O professor Paul Nightingale, do departamento de pesquisas em políticas de ciência e tecnologia da Universidade de Sussex, na Grã-Bretanha, diz que não há atualmente uma infraestrutura montada para que tais decisões sejam tomadas sobre o clima global.
Rose Cairns, também da Universidade de Sussex, escreveu um relatório para o Economic and Social Research Council (ESRC) sobre o tema. Ela diz que uma questão é que a geoengenharia permanece um termo extremamente ambíguo, porque a tecnologia é muito ampla.
Aspergir aerossóis na estratosfera, por exemplo, poderia ser “altamente polêmico”, enquanto um projeto global para plantar árvores causaria muito menos furor.
Zona de perigo?
Como acontece com qualquer nova tecnologia, os efeitos colaterais imprevisíveis da geoengenharia não devem ser descartados.
Por exemplo, além de qualquer benefício que poderia haver, acredita-se que espalhar aerossóis de enxofre poderiam esgotar o ozônio atmosférico e exacerbar o risco de secas, particularmente na Ásia e na África, onde poderia afetar as monções.
Outra vez, o problema recai sobre os tomadores de decisões. “Quem vai decidir o que constitui uma emergência tão séria para permitir a mudança da temperatura do planeta?”, questiona Cairns.
“Quem tomaria esse tipo de decisão, levando em consideração que algumas dessas tecnologias arriscam, por exemplo, afetar as monções e os padrões de chuva?”, diz.
Outra questão é que uma vez que a geoengenharia se torne uma opção, pode tirar a sensação de urgência de se reduzir as emissões de CO2.
“Nesse sentido, conceitualmente, é bem perigoso até mesmo ter essa opção sobre a mesa”, afirma Cairns.
Custos
Outro fator importante é o custo considerável de usar novas tecnologias em uma escala global.
Apesar de os custos financeiros poderem ser menores que o custo da falta de ação, Nightingale diz que seria melhor gastar o dinheiro em tornar a produção de energia mais limpa.

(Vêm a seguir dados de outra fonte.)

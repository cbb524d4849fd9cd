use std::any::Any;
use std::collections::BTreeMap;
use std::sync::atomic::{AtomicU64, Ordering};
use std::sync::{Arc, RwLock};

use crate::trie::Trie;
use crate::value::{State, StateValue, SubscriptionId};

/// Callback invoked with the changed path and its new value.
pub type ChangeHandler = Arc<dyn Fn(&str, &StateValue) + Send + Sync>;

#[derive(Clone)]
struct Watcher {
    id: SubscriptionId,
    handler: ChangeHandler,
}

/// Path-keyed state with pattern subscriptions.
///
/// Every write notifies the watchers whose pattern matches the written path,
/// synchronously and after the value is visible to `get`. `remove` is silent.
pub struct StateStore {
    values: RwLock<BTreeMap<String, StateValue>>,
    watchers: Trie<Watcher>,
    next_id: AtomicU64,
}

impl StateStore {
    pub fn new() -> Self {
        Self {
            values: RwLock::new(BTreeMap::new()),
            watchers: Trie::new(),
            next_id: AtomicU64::new(1),
        }
    }

    // ====================================================================
    // Untyped access
    // ====================================================================

    pub fn set<T: Any + Send + Sync>(&self, path: &str, value: T) {
        self.set_value(path, StateValue::new(value));
    }

    pub fn set_value(&self, path: &str, value: StateValue) {
        self.values
            .write()
            .unwrap()
            .insert(path.to_string(), value.clone());
        self.notify(path, &value);
    }

    pub fn get(&self, path: &str) -> Option<StateValue> {
        self.values.read().unwrap().get(path).cloned()
    }

    pub fn remove(&self, path: &str) -> Option<StateValue> {
        self.values.write().unwrap().remove(path)
    }

    pub fn contains(&self, path: &str) -> bool {
        self.values.read().unwrap().contains_key(path)
    }

    pub fn len(&self) -> usize {
        self.values.read().unwrap().len()
    }

    pub fn is_empty(&self) -> bool {
        self.len() == 0
    }

    /// Every entry whose path starts with `prefix`, in path order.
    pub fn scan(&self, prefix: &str) -> Vec<(String, StateValue)> {
        self.values
            .read()
            .unwrap()
            .range(prefix.to_string()..)
            .take_while(|(path, _)| path.starts_with(prefix))
            .map(|(path, value)| (path.clone(), value.clone()))
            .collect()
    }

    // ====================================================================
    // Typed access
    // ====================================================================

    /// Clone of the `S` stored at `S::PATH`, if any.
    pub fn read<S: State>(&self) -> Option<S> {
        self.get(S::PATH)
            .and_then(|v| v.downcast_ref::<S>().cloned())
    }

    /// Replace the `S` at `S::PATH`.
    pub fn write<S: State>(&self, state: S) {
        self.set(S::PATH, state);
    }

    /// Read-modify-write of the `S` at `S::PATH` under one write lock.
    ///
    /// A missing (or differently typed) value starts from `S::default()`.
    /// Watchers are notified after the lock is released, even if `f` left
    /// the state unchanged.
    pub fn update<S, R>(&self, f: impl FnOnce(&mut S) -> R) -> R
    where
        S: State + Default,
    {
        let (value, out) = {
            let mut values = self.values.write().unwrap();
            let mut state = values
                .get(S::PATH)
                .and_then(|v| v.downcast_ref::<S>().cloned())
                .unwrap_or_default();
            let out = f(&mut state);
            let value = StateValue::new(state);
            values.insert(S::PATH.to_string(), value.clone());
            (value, out)
        };
        self.notify(S::PATH, &value);
        out
    }

    // ====================================================================
    // Subscriptions
    // ====================================================================

    /// Watch every path matching `pattern` (`+` and `#` wildcards allowed).
    pub fn subscribe<F>(&self, pattern: &str, handler: F) -> SubscriptionId
    where
        F: Fn(&str, &StateValue) + Send + Sync + 'static,
    {
        let id = SubscriptionId(self.next_id.fetch_add(1, Ordering::Relaxed));
        self.watchers.insert(
            pattern,
            Watcher {
                id,
                handler: Arc::new(handler),
            },
        );
        id
    }

    /// Returns false if nothing was registered under `pattern` with `id`.
    pub fn unsubscribe(&self, pattern: &str, id: SubscriptionId) -> bool {
        self.watchers.remove(pattern, |w| w.id == id) > 0
    }

    fn notify(&self, path: &str, value: &StateValue) {
        for watcher in self.watchers.matches(path) {
            (watcher.handler)(path, value);
        }
    }
}

impl Default for StateStore {
    fn default() -> Self {
        Self::new()
    }
}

“A termodinâmica de tirar o CO2 do ar é muito mais cara do que tirar o CO2 dos escapamentos e das usinas”, explica.
“Parece uma série de tecnologias muito cara, complicada e arriscada para se considerar quando já temos várias tecnologias que são ambientalmente benignas”, diz.
Prazos
Por ora, somente testes de geoengenharia de pequena escala podem ser feitos, desde que não afetem a biodiversidade, numa regra determinada pela Convenção da ONU sobre Biodiversidade, de 2010.
A limitação foi em parte consequência do forte lobby do grupo ambientalista internacional ETC. Eles dizem que a sua maior preocupação era “o controle internacional dos sistemas planetários: nossa água, nossa terra e nosso ar”.
Eles também expressaram preocupação de que Estados mais ricos poderiam ver isso como “um conserto rápido e barato para as mudanças climáticas”, deixando o combate das atuais questões climáticas sem recursos.
Andy Ridgwell, professor da Universidade de Bristol, na Grã-Bretanha, observa porém que já estamos afetando a biodiversidade “jogando carbono na atmosfera”.
Mas ele diz que é mais provável que “nós sigamos nos adaptando” do que tenhamos projetos de geoengenharia de larga escala no futuro próximo.
“A não ser que as camadas de gelo derretam, não vejo um ponto no qual tenhamos ultrapassado um limite fundamental no qual os maiores emissores do mundo concordem de repente que precisamos fazer algo”, diz Ridgwell.
“Considerando que a geoengenharia precisaria de um acordo internacional, suspeito que as temperaturas continuarão subindo e que as pessoas terão de se adaptar”, observa.
Shepherd concorda que estamos longe de fazer qualquer coisa “além de discutir e pesquisar”. Mas ele acrescenta que a geoengenharia seria a única forma de realmente reverter as mudanças climáticas.
“O controle das emissões nunca reverterão isso. Estamos fazendo o que é essencialmente uma mudança irreversível no clima em escala de tempo humano. O planeta ainda está desbalanceado e os oceanos ainda estão se aquecendo”, diz.